===== EXCERPTED RECORDS
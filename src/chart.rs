use std::io::{self, Write};

use serde::Serialize;

use crate::core::OutcomeSet;

pub const DEFAULT_BINS: usize = 30;
const BAR_WIDTH: usize = 50;

#[derive(Debug, Clone, Copy, PartialEq, Serialize)]
#[serde(rename_all = "camelCase")]
pub struct HistogramBin {
    pub lower: f64,
    pub upper: f64,
    pub loss: usize,
    pub profit: usize,
}

impl HistogramBin {
    pub fn total(&self) -> usize {
        self.loss + self.profit
    }
}

#[derive(Debug, Clone, Serialize)]
#[serde(rename_all = "camelCase")]
pub struct HistogramChart {
    pub title: String,
    pub x_label: String,
    pub y_label: String,
    pub principal: f64,
    pub mean: f64,
    pub loss_count: usize,
    pub profit_count: usize,
    pub bins: Vec<HistogramBin>,
}

impl HistogramChart {
    pub fn new(ticker: &str, years: u32, outcomes: &OutcomeSet, principal: f64) -> Self {
        Self::with_bins(ticker, years, outcomes, principal, DEFAULT_BINS)
    }

    pub fn with_bins(
        ticker: &str,
        years: u32,
        outcomes: &OutcomeSet,
        principal: f64,
        bin_count: usize,
    ) -> Self {
        let values = outcomes.values();
        let mean = if values.is_empty() {
            0.0
        } else {
            values.iter().sum::<f64>() / values.len() as f64
        };
        let loss_count = values.iter().filter(|&&v| v < principal).count();

        Self {
            title: format!("{ticker} Investment Projection over {years} Years"),
            x_label: "Projected Value".to_string(),
            y_label: "Frequency".to_string(),
            principal,
            mean,
            loss_count,
            profit_count: values.len() - loss_count,
            bins: build_bins(values, principal, bin_count.max(1)),
        }
    }

    pub fn mean_bin(&self) -> Option<usize> {
        let last = self.bins.len().checked_sub(1)?;
        self.bins
            .iter()
            .position(|b| self.mean >= b.lower && self.mean < b.upper)
            .or(Some(last))
    }
}

fn build_bins(values: &[f64], principal: f64, bin_count: usize) -> Vec<HistogramBin> {
    let finite = values.iter().copied().filter(|v| v.is_finite());
    let (min, max) = finite.fold((f64::INFINITY, f64::NEG_INFINITY), |(lo, hi), v| {
        (lo.min(v), hi.max(v))
    });
    if min > max {
        return Vec::new();
    }

    let bin_count = if max > min { bin_count } else { 1 };
    let width = if max > min { (max - min) / bin_count as f64 } else { 1.0 };
    let mut bins: Vec<HistogramBin> = (0..bin_count)
        .map(|i| HistogramBin {
            lower: min + width * i as f64,
            upper: if i + 1 == bin_count {
                max.max(min + width)
            } else {
                min + width * (i + 1) as f64
            },
            loss: 0,
            profit: 0,
        })
        .collect();

    for &v in values.iter().filter(|v| v.is_finite()) {
        let idx = (((v - min) / width) as usize).min(bin_count - 1);
        if v < principal {
            bins[idx].loss += 1;
        } else {
            bins[idx].profit += 1;
        }
    }
    bins
}

pub trait ChartSink {
    fn render(&mut self, chart: &HistogramChart) -> io::Result<()>;
}

pub struct TerminalChart<W> {
    out: W,
}

impl<W: Write> TerminalChart<W> {
    pub fn new(out: W) -> Self {
        Self { out }
    }

    pub fn into_inner(self) -> W {
        self.out
    }
}

impl<W: Write> ChartSink for TerminalChart<W> {
    fn render(&mut self, chart: &HistogramChart) -> io::Result<()> {
        writeln!(self.out, "\n{}", chart.title)?;
        writeln!(self.out, "{}", "=".repeat(chart.title.len()))?;
        if chart.bins.is_empty() {
            writeln!(self.out, "(no simulated outcomes)")?;
            return Ok(());
        }

        let peak = chart.bins.iter().map(HistogramBin::total).max().unwrap_or(0).max(1);
        let mean_bin = chart.mean_bin();
        for (idx, bin) in chart.bins.iter().enumerate() {
            let loss = scaled(bin.loss, peak);
            let profit = scaled(bin.profit, peak);
            let marker = if Some(idx) == mean_bin { " <- mean" } else { "" };
            writeln!(
                self.out,
                "{:>14.2} | {}{} {}{marker}",
                bin.lower,
                "-".repeat(loss),
                "+".repeat(profit),
                bin.total(),
            )?;
        }
        writeln!(
            self.out,
            "{} (x) vs {} (bars); '-' LOSS: {}, '+' PROFIT: {}, mean {:.2}",
            chart.x_label, chart.y_label, chart.loss_count, chart.profit_count, chart.mean
        )?;
        self.out.flush()
    }
}

fn scaled(count: usize, peak: usize) -> usize {
    if count == 0 {
        return 0;
    }
    ((count * BAR_WIDTH) as f64 / peak as f64).round().max(1.0) as usize
}

#[cfg(test)]
mod tests {
    use super::*;

    fn outcomes(values: &[f64]) -> OutcomeSet {
        OutcomeSet::new(values.to_vec())
    }

    #[test]
    fn chart_splits_at_principal_inclusive_profit() {
        let chart = HistogramChart::with_bins(
            "AAPL",
            10,
            &outcomes(&[500.0, 999.99, 1000.0, 1500.0]),
            1000.0,
            4,
        );
        assert_eq!(chart.title, "AAPL Investment Projection over 10 Years");
        assert_eq!(chart.loss_count, 2);
        assert_eq!(chart.profit_count, 2);
        assert_eq!(chart.bins.len(), 4);
        assert_eq!(chart.bins.iter().map(HistogramBin::total).sum::<usize>(), 4);
        assert_eq!(chart.bins[3].profit, 1);
        assert!((chart.mean - 999.9975).abs() < 1e-9);
    }

    #[test]
    fn identical_values_collapse_into_one_bin() {
        let chart = HistogramChart::new("SPY", 1, &outcomes(&[1000.0; 100]), 1000.0);
        assert_eq!(chart.bins.len(), 1);
        assert_eq!(chart.bins[0].profit, 100);
        assert_eq!(chart.mean_bin(), Some(0));
    }

    #[test]
    fn empty_outcomes_have_no_bins() {
        let chart = HistogramChart::new("SPY", 1, &outcomes(&[]), 1000.0);
        assert!(chart.bins.is_empty());
        assert_eq!(chart.mean_bin(), None);
    }

    #[test]
    fn terminal_chart_marks_mean_bin() {
        let chart =
            HistogramChart::with_bins("QQQ", 5, &outcomes(&[100.0, 200.0, 300.0]), 150.0, 3);
        let mut sink = TerminalChart::new(Vec::new());
        sink.render(&chart).expect("render");
        let text = String::from_utf8(sink.into_inner()).expect("utf8");

        assert!(text.contains("QQQ Investment Projection over 5 Years"));
        assert_eq!(text.matches("<- mean").count(), 1);
        assert!(text.contains("'-' LOSS: 1, '+' PROFIT: 2"));
    }
}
==========
→ **WHAT NEEDS TO BE DONE**
Nothing in the data should be left out when you retype it exactly.

→ **RESPONSE BOX**
filename src/chart.rs
use std::io::{self, Write};

use serde::Serialize;

use crate::core::OutcomeSet;

pub const DEFAULT_BINS: usize = 30;
const BAR_WIDTH: usize = 50;

#[derive(Debug, Clone, Copy, PartialEq, Serialize)]
#[serde(rename_all = "camelCase")]
pub struct HistogramBin {
    pub lower: f64,
    pub upper: f64,
    pub loss: usize,
    pub profit: usize,
}

impl HistogramBin {
    pub fn total(&self) -> usize {
        self.loss + self.profit
    }
}

#[derive(Debug, Clone, Serialize)]
#[serde(rename_all = "camelCase")]
pub struct HistogramChart {
    pub title: String,
    pub x_label: String,
    pub y_label: String,
    pub principal: f64,
    pub mean: f64,
    pub loss_count: usize,
    pub profit_count: usize,
    pub bins: Vec<HistogramBin>,
}

impl HistogramChart {
    pub fn new(ticker: &str, years: u32, outcomes: &OutcomeSet, principal: f64) -> Self {
        Self::with_bins(ticker, years, outcomes, principal, DEFAULT_BINS)
    }

    pub fn with_bins(
        ticker: &str,
        years: u32,
        outcomes: &OutcomeSet,
        principal: f64,
        bin_count: usize,
    ) -> Self {
        let values = outcomes.values();
        let mean = if values.is_empty() {
            0.0
        } else {
            values.iter().sum::<f64>() / values.len() as f64
        };
        let loss_count = values.iter().filter(|&&v| v < principal).count();

        Self {
            title: format!("{ticker} Investment Projection over {years} Years"),
            x_label: "Projected Value".to_string(),
            y_label: "Frequency".to_string(),
            principal,
            mean,
            loss_count,
            profit_count: values.len() - loss_count,
            bins: build_bins(values, principal, bin_count.max(1)),
        }
    }

    pub fn mean_bin(&self) -> Option<usize> {
        let last = self.bins.len().checked_sub(1)?;
        self.bins
            .iter()
            .position(|b| self.mean >= b.lower && self.mean < b.upper)
            .or(Some(last))
    }
}

fn build_bins(values: &[f64], principal: f64, bin_count: usize) -> Vec<HistogramBin> {
    let finite = values.iter().copied().filter(|v| v.is_finite());
    let (min, max) = finite.fold((f64::INFINITY, f64::NEG_INFINITY), |(lo, hi), v| {
        (lo.min(v), hi.max(v))
    });
    if min > max {
        return Vec::new();
    }

    let bin_count = if max > min { bin_count } else { 1 };
    let width = if max > min { (max - min) / bin_count as f64 } else { 1.0 };
    let mut bins: Vec<HistogramBin> = (0..bin_count)
        .map(|i| HistogramBin {
            lower: min + width * i as f64,
            upper: if i + 1 == bin_count {
                max.max(min + width)
            } else {
                min + width * (i + 1) as f64
            },
            loss: 0,
            profit: 0,
        })
        .collect();

    for &v in values.iter().filter(|v| v.is_finite()) {
        let idx = (((v - min) / width) as usize).min(bin_count - 1);
        if v < principal {
            bins[idx].loss += 1;
        } else {
            bins[idx].profit += 1;
        }
    }
    bins
}

pub trait ChartSink {
    fn render(&mut self, chart: &HistogramChart) -> io::Result<()>;
}

pub struct TerminalChart<W> {
    out: W,
}

impl<W: Write> TerminalChart<W> {
    pub fn new(out: W) -> Self {
        Self { out }
    }

    pub fn into_inner(self) -> W {
        self.out
    }
}

impl<W: Write> ChartSink for TerminalChart<W> {
    fn render(&mut self, chart: &HistogramChart) -> io::Result<()> {
        writeln!(self.out, "\n{}", chart.title)?;
        writeln!(self.out, "{}", "=".repeat(chart.title.len()))?;
        if chart.bins.is_empty() {
            writeln!(self.out, "(no simulated outcomes)")?;
            return Ok(());
        }

        let peak = chart.bins.iter().map(HistogramBin::total).max().unwrap_or(0).max(1);
        let mean_bin = chart.mean_bin();
        for (idx, bin) in chart.bins.iter().enumerate() {
            let loss = scaled(bin.loss, peak);
            let profit = scaled(bin.profit, peak);
            let marker = if Some(idx) == mean_bin { " <- mean" } else { "" };
            writeln!(
                self.out,
                "{:>14.2} | {}{} {}{marker}",
                bin.lower,
                "-".repeat(loss),
                "+".repeat(profit),
                bin.total(),
            )?;
        }
        writeln!(
            self.out,
            "{} (x) vs {} (bars); '-' LOSS: {}, '+' PROFIT: {}, mean {:.2}",
            chart.x_label, chart.y_label, chart.loss_count, chart.profit_count, chart.mean
        )?;
        self.out.flush()
    }
}

fn scaled(count: usize, peak: usize) -> usize {
    if count == 0 {
        return 0;
    }
    ((count * BAR_WIDTH) as f64 / peak as f64).round().max(1.0) as usize
}

#[cfg(test)]
mod tests {
    use super::*;

    fn outcomes(values: &[f64]) -> OutcomeSet {
        OutcomeSet::new(values.to_vec())
    }

    #[test]
    fn chart_splits_at_principal_inclusive_profit() {
        let chart = HistogramChart::with_bins(
            "AAPL",
            10,
            &outcomes(&[500.0, 999.99, 1000.0, 1500.0]),
            1000.0,
            4,
        );
        assert_eq!(chart.title, "AAPL Investment Projection over 10 Years");
        assert_eq!(chart.loss_count, 2);
        assert_eq!(chart.profit_count, 2);
        assert_eq!(chart.bins.len(), 4);
        assert_eq!(chart.bins.iter().map(HistogramBin::total).sum::<usize>(), 4);
        assert_eq!(chart.bins[3].profit, 1);
        assert!((chart.mean - 999.9975).abs() < 1e-9);
    }

    #[test]
    fn identical_values_collapse_into_one_bin() {
        let chart = HistogramChart::new("SPY", 1, &outcomes(&[1000.0; 100]), 1000.0);
        assert_eq!(chart.bins.len(), 1);
        assert_eq!(chart.bins[0].profit, 100);
        assert_eq!(chart.mean_bin(), Some(0));
    }

    #[test]
    fn empty_outcomes_have_no_bins() {
        let chart = HistogramChart::new("SPY", 1, &outcomes(&[]), 1000.0);
        assert!(chart.bins.is_empty());
        assert_eq!(chart.mean_bin(), None);
    }

    #[test]
    fn terminal_chart_marks_mean_bin() {
        let chart =
            HistogramChart::with_bins("QQQ", 5, &outcomes(&[100.0, 200.0, 300.0]), 150.0, 3);
        let mut sink = TerminalChart::new(Vec::new());
        sink.render(&chart).expect("render");
        let text = String::from_utf8(sink.into_inner()).expect("utf8");

        assert!(text.contains("QQQ Investment Projection over 5 Years"));
        assert_eq!(text.matches("<- mean").count(), 1);
        assert!(text.contains("'-' LOSS: 1, '+' PROFIT: 2"));
    }
}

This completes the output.